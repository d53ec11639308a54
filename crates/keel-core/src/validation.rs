//! # Validation Module
//!
//! Field-level input validation shared by every API payload.
//!
//! ## Validation Strategy
//! ```text
//! ┌─────────────────────────────────────────────────────────────────────────┐
//! │  Layer 1: axum extraction (type validation / deserialization)          │
//! │           │                                                             │
//! │           ▼                                                             │
//! │  Layer 2: THIS MODULE - field rules, then business rules in            │
//! │           ledger/stock before any write                                 │
//! │           │                                                             │
//! │           ▼                                                             │
//! │  Layer 3: SQLite - NOT NULL, UNIQUE, FOREIGN KEY constraints           │
//! └─────────────────────────────────────────────────────────────────────────┘
//! ```

use crate::error::ValidationError;
use crate::MAX_LINE_QUANTITY;

/// Result type for validation operations.
pub type ValidationResult<T> = Result<T, ValidationError>;

// =============================================================================
// String Validators
// =============================================================================

/// Validates a business code (SKU, account code, warehouse code).
///
/// ## Rules
/// - must not be empty
/// - at most 100 characters
/// - alphanumeric, hyphens, underscores, and dots only
pub fn validate_code(field: &str, value: &str) -> ValidationResult<()> {
    let value = value.trim();

    if value.is_empty() {
        return Err(ValidationError::Required {
            field: field.to_string(),
        });
    }

    if value.len() > 100 {
        return Err(ValidationError::TooLong {
            field: field.to_string(),
            max: 100,
        });
    }

    if !value
        .chars()
        .all(|c| c.is_alphanumeric() || c == '-' || c == '_' || c == '.')
    {
        return Err(ValidationError::InvalidFormat {
            field: field.to_string(),
            reason: "must contain only letters, numbers, hyphens, underscores, and dots"
                .to_string(),
        });
    }

    Ok(())
}

/// Validates a display name (company, contact, item, route, ...).
pub fn validate_name(field: &str, value: &str) -> ValidationResult<()> {
    let value = value.trim();

    if value.is_empty() {
        return Err(ValidationError::Required {
            field: field.to_string(),
        });
    }

    if value.len() > 255 {
        return Err(ValidationError::TooLong {
            field: field.to_string(),
            max: 255,
        });
    }

    Ok(())
}

/// Validates a URL slug (website pages, blog posts, ecommerce categories).
///
/// ## Rules
/// - must not be empty, at most 255 characters
/// - lowercase alphanumeric and hyphens only
pub fn validate_slug(value: &str) -> ValidationResult<()> {
    let value = value.trim();

    if value.is_empty() {
        return Err(ValidationError::Required {
            field: "slug".to_string(),
        });
    }

    if value.len() > 255 {
        return Err(ValidationError::TooLong {
            field: "slug".to_string(),
            max: 255,
        });
    }

    if !value
        .chars()
        .all(|c| c.is_ascii_lowercase() || c.is_ascii_digit() || c == '-')
    {
        return Err(ValidationError::InvalidFormat {
            field: "slug".to_string(),
            reason: "must contain only lowercase letters, digits, and hyphens".to_string(),
        });
    }

    Ok(())
}

// =============================================================================
// Numeric Validators
// =============================================================================

/// Validates a document line quantity.
pub fn validate_quantity(qty: i64) -> ValidationResult<()> {
    if qty <= 0 {
        return Err(ValidationError::MustBePositive {
            field: "quantity".to_string(),
        });
    }

    if qty > MAX_LINE_QUANTITY {
        return Err(ValidationError::OutOfRange {
            field: "quantity".to_string(),
            min: 1,
            max: MAX_LINE_QUANTITY,
        });
    }

    Ok(())
}

/// Validates a monetary amount that may be zero but never negative
/// (prices, discounts, taxes, fees).
pub fn validate_non_negative_cents(field: &str, cents: i64) -> ValidationResult<()> {
    if cents < 0 {
        return Err(ValidationError::MustNotBeNegative {
            field: field.to_string(),
        });
    }

    Ok(())
}

/// Validates a payment or opportunity amount (strictly positive).
pub fn validate_positive_cents(field: &str, cents: i64) -> ValidationResult<()> {
    if cents <= 0 {
        return Err(ValidationError::MustBePositive {
            field: field.to_string(),
        });
    }

    Ok(())
}

/// Validates an opportunity win probability (0-100 percent).
pub fn validate_probability(value: i64) -> ValidationResult<()> {
    if !(0..=100).contains(&value) {
        return Err(ValidationError::OutOfRange {
            field: "probability".to_string(),
            min: 0,
            max: 100,
        });
    }

    Ok(())
}

// =============================================================================
// UUID Validators
// =============================================================================

/// Validates a UUID string (foreign keys arriving in payloads).
pub fn validate_uuid(field: &str, id: &str) -> ValidationResult<()> {
    if id.trim().is_empty() {
        return Err(ValidationError::Required {
            field: field.to_string(),
        });
    }

    uuid::Uuid::parse_str(id).map_err(|_| ValidationError::InvalidFormat {
        field: field.to_string(),
        reason: "must be a valid UUID".to_string(),
    })?;

    Ok(())
}

// =============================================================================
// Unit Tests
// =============================================================================

#[cfg(test)]
mod tests {
    use super::*;

    #[test]
    fn test_validate_code() {
        assert!(validate_code("sku", "SKU-001").is_ok());
        assert!(validate_code("code", "1000.10").is_ok());
        assert!(validate_code("sku", "widget_a").is_ok());

        assert!(validate_code("sku", "").is_err());
        assert!(validate_code("sku", "   ").is_err());
        assert!(validate_code("sku", "has space").is_err());
        assert!(validate_code("sku", &"A".repeat(200)).is_err());
    }

    #[test]
    fn test_validate_name() {
        assert!(validate_name("name", "Acme Trading Co.").is_ok());
        assert!(validate_name("name", "").is_err());
        assert!(validate_name("name", &"A".repeat(300)).is_err());
    }

    #[test]
    fn test_validate_slug() {
        assert!(validate_slug("about-us").is_ok());
        assert!(validate_slug("summer-sale-2026").is_ok());

        assert!(validate_slug("").is_err());
        assert!(validate_slug("About Us").is_err());
        assert!(validate_slug("no_underscores").is_err());
    }

    #[test]
    fn test_validate_quantity() {
        assert!(validate_quantity(1).is_ok());
        assert!(validate_quantity(999).is_ok());

        assert!(validate_quantity(0).is_err());
        assert!(validate_quantity(-1).is_err());
        assert!(validate_quantity(MAX_LINE_QUANTITY + 1).is_err());
    }

    #[test]
    fn test_validate_cents() {
        assert!(validate_non_negative_cents("price", 0).is_ok());
        assert!(validate_non_negative_cents("price", 1099).is_ok());
        assert!(validate_non_negative_cents("price", -1).is_err());

        assert!(validate_positive_cents("amount", 100).is_ok());
        assert!(validate_positive_cents("amount", 0).is_err());
    }

    #[test]
    fn test_validate_probability() {
        assert!(validate_probability(0).is_ok());
        assert!(validate_probability(50).is_ok());
        assert!(validate_probability(100).is_ok());
        assert!(validate_probability(101).is_err());
        assert!(validate_probability(-5).is_err());
    }

    #[test]
    fn test_validate_uuid() {
        assert!(validate_uuid("id", "550e8400-e29b-41d4-a716-446655440000").is_ok());
        assert!(validate_uuid("id", "").is_err());
        assert!(validate_uuid("id", "not-a-uuid").is_err());
    }
}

**Work instruction**
The answer must be the full listing, repeated exactly.

**The answer**
repository d53ec11639308a54
filename crates/keel-core/src/validation.rs
//! # Validation Module
//!
//! Field-level input validation shared by every API payload.
//!
//! ## Validation Strategy
//! ```text
//! ┌─────────────────────────────────────────────────────────────────────────┐
//! │  Layer 1: axum extraction (type validation / deserialization)          │
//! │           │                                                             │
//! │           ▼                                                             │
//! │  Layer 2: THIS MODULE - field rules, then business rules in            │
//! │           ledger/stock before any write                                 │
//! │           │                                                             │
//! │           ▼                                                             │
//! │  Layer 3: SQLite - NOT NULL, UNIQUE, FOREIGN KEY constraints           │
//! └─────────────────────────────────────────────────────────────────────────┘
//! ```

use crate::error::ValidationError;
use crate::MAX_LINE_QUANTITY;

/// Result type for validation operations.
pub type ValidationResult<T> = Result<T, ValidationError>;

// =============================================================================
// String Validators
// =============================================================================

/// Validates a business code (SKU, account code, warehouse code).
///
/// ## Rules
/// - must not be empty
/// - at most 100 characters
/// - alphanumeric, hyphens, underscores, and dots only
pub fn validate_code(field: &str, value: &str) -> ValidationResult<()> {
    let value = value.trim();

    if value.is_empty() {
        return Err(ValidationError::Required {
            field: field.to_string(),
        });
    }

    if value.len() > 100 {
        return Err(ValidationError::TooLong {
            field: field.to_string(),
            max: 100,
        });
    }

    if !value
        .chars()
        .all(|c| c.is_alphanumeric() || c == '-' || c == '_' || c == '.')
    {
        return Err(ValidationError::InvalidFormat {
            field: field.to_string(),
            reason: "must contain only letters, numbers, hyphens, underscores, and dots"
                .to_string(),
        });
    }

    Ok(())
}

/// Validates a display name (company, contact, item, route, ...).
pub fn validate_name(field: &str, value: &str) -> ValidationResult<()> {
    let value = value.trim();

    if value.is_empty() {
        return Err(ValidationError::Required {
            field: field.to_string(),
        });
    }

    if value.len() > 255 {
        return Err(ValidationError::TooLong {
            field: field.to_string(),
            max: 255,
        });
    }

    Ok(())
}

/// Validates a URL slug (website pages, blog posts, ecommerce categories).
///
/// ## Rules
/// - must not be empty, at most 255 characters
/// - lowercase alphanumeric and hyphens only
pub fn validate_slug(value: &str) -> ValidationResult<()> {
    let value = value.trim();

    if value.is_empty() {
        return Err(ValidationError::Required {
            field: "slug".to_string(),
        });
    }

    if value.len() > 255 {
        return Err(ValidationError::TooLong {
            field: "slug".to_string(),
            max: 255,
        });
    }

    if !value
        .chars()
        .all(|c| c.is_ascii_lowercase() || c.is_ascii_digit() || c == '-')
    {
        return Err(ValidationError::InvalidFormat {
            field: "slug".to_string(),
            reason: "must contain only lowercase letters, digits, and hyphens".to_string(),
        });
    }

    Ok(())
}

// =============================================================================
// Numeric Validators
// =============================================================================

/// Validates a document line quantity.
pub fn validate_quantity(qty: i64) -> ValidationResult<()> {
    if qty <= 0 {
        return Err(ValidationError::MustBePositive {
            field: "quantity".to_string(),
        });
    }

    if qty > MAX_LINE_QUANTITY {
        return Err(ValidationError::OutOfRange {
            field: "quantity".to_string(),
            min: 1,
            max: MAX_LINE_QUANTITY,
        });
    }

    Ok(())
}

/// Validates a monetary amount that may be zero but never negative
/// (prices, discounts, taxes, fees).
pub fn validate_non_negative_cents(field: &str, cents: i64) -> ValidationResult<()> {
    if cents < 0 {
        return Err(ValidationError::MustNotBeNegative {
            field: field.to_string(),
        });
    }

    Ok(())
}

/// Validates a payment or opportunity amount (strictly positive).
pub fn validate_positive_cents(field: &str, cents: i64) -> ValidationResult<()> {
    if cents <= 0 {
        return Err(ValidationError::MustBePositive {
            field: field.to_string(),
        });
    }

    Ok(())
}

/// Validates an opportunity win probability (0-100 percent).
pub fn validate_probability(value: i64) -> ValidationResult<()> {
    if !(0..=100).contains(&value) {
        return Err(ValidationError::OutOfRange {
            field: "probability".to_string(),
            min: 0,
            max: 100,
        });
    }

    Ok(())
}

// =============================================================================
// UUID Validators
// =============================================================================

/// Validates a UUID string (foreign keys arriving in payloads).
pub fn validate_uuid(field: &str, id: &str) -> ValidationResult<()> {
    if id.trim().is_empty() {
        return Err(ValidationError::Required {
            field: field.to_string(),
        });
    }

    uuid::Uuid::parse_str(id).map_err(|_| ValidationError::InvalidFormat {
        field: field.to_string(),
        reason: "must be a valid UUID".to_string(),
    })?;

    Ok(())
}

// =============================================================================
// Unit Tests
// =============================================================================

#[cfg(test)]
mod tests {
    use super::*;

    #[test]
    fn test_validate_code() {
        assert!(validate_code("sku", "SKU-001").is_ok());
        assert!(validate_code("code", "1000.10").is_ok());
        assert!(validate_code("sku", "widget_a").is_ok());

        assert!(validate_code("sku", "").is_err());
        assert!(validate_code("sku", "   ").is_err());
        assert!(validate_code("sku", "has space").is_err());
        assert!(validate_code("sku", &"A".repeat(200)).is_err());
    }

    #[test]
    fn test_validate_name() {
        assert!(validate_name("name", "Acme Trading Co.").is_ok());
        assert!(validate_name("name", "").is_err());
        assert!(validate_name("name", &"A".repeat(300)).is_err());
    }

    #[test]
    fn test_validate_slug() {
        assert!(validate_slug("about-us").is_ok());
        assert!(validate_slug("summer-sale-2026").is_ok());

        assert!(validate_slug("").is_err());
        assert!(validate_slug("About Us").is_err());
        assert!(validate_slug("no_underscores").is_err());
    }

    #[test]
    fn test_validate_quantity() {
        assert!(validate_quantity(1).is_ok());
        assert!(validate_quantity(999).is_ok());

        assert!(validate_quantity(0).is_err());
        assert!(validate_quantity(-1).is_err());
        assert!(validate_quantity(MAX_LINE_QUANTITY + 1).is_err());
    }

    #[test]
    fn test_validate_cents() {
        assert!(validate_non_negative_cents("price", 0).is_ok());
        assert!(validate_non_negative_cents("price", 1099).is_ok());
        assert!(validate_non_negative_cents("price", -1).is_err());

        assert!(validate_positive_cents("amount", 100).is_ok());
        assert!(validate_positive_cents("amount", 0).is_err());
    }

    #[test]
    fn test_validate_probability() {
        assert!(validate_probability(0).is_ok());
        assert!(validate_probability(50).is_ok());
        assert!(validate_probability(100).is_ok());
        assert!(validate_probability(101).is_err());
        assert!(validate_probability(-5).is_err());
    }

    #[test]
    fn test_validate_uuid() {
        assert!(validate_uuid("id", "550e8400-e29b-41d4-a716-446655440000").is_ok());
        assert!(validate_uuid("id", "").is_err());
        assert!(validate_uuid("id", "not-a-uuid").is_err());
    }
}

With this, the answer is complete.